— Aim of the exercise —
The answer must consist of every line in the records that contains the word "Result".

— Records —
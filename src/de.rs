//! Deserialisation helpers for Slack's `ok` envelope flag.
//!
//! Slack's responses are distinguished only by the value of `ok`, so these
//! let an untagged enum pick the right variant.

use serde::de::{Deserialize, Deserializer, Error};

fn expect_bool<'a, D>(deserializer: D, expected: bool) -> Result<bool, D::Error>
where
    D: Deserializer<'a>,
{
    let found = bool::deserialize(deserializer)?;

    if found == expected {
        Ok(found)
    } else {
        Err(Error::custom(format!("invalid bool: {}", found)))
    }
}

/// Accept only `true`.
pub fn only_true<'a, D>(deserializer: D) -> Result<bool, D::Error>
where
    D: Deserializer<'a>,
{
    expect_bool(deserializer, true)
}

/// Accept only `false`.
pub fn only_false<'a, D>(deserializer: D) -> Result<bool, D::Error>
where
    D: Deserializer<'a>,
{
    expect_bool(deserializer, false)
}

— Task output —
fn expect_bool<'a, D>(deserializer: D, expected: bool) -> Result<bool, D::Error>
pub fn only_true<'a, D>(deserializer: D) -> Result<bool, D::Error>
pub fn only_false<'a, D>(deserializer: D) -> Result<bool, D::Error>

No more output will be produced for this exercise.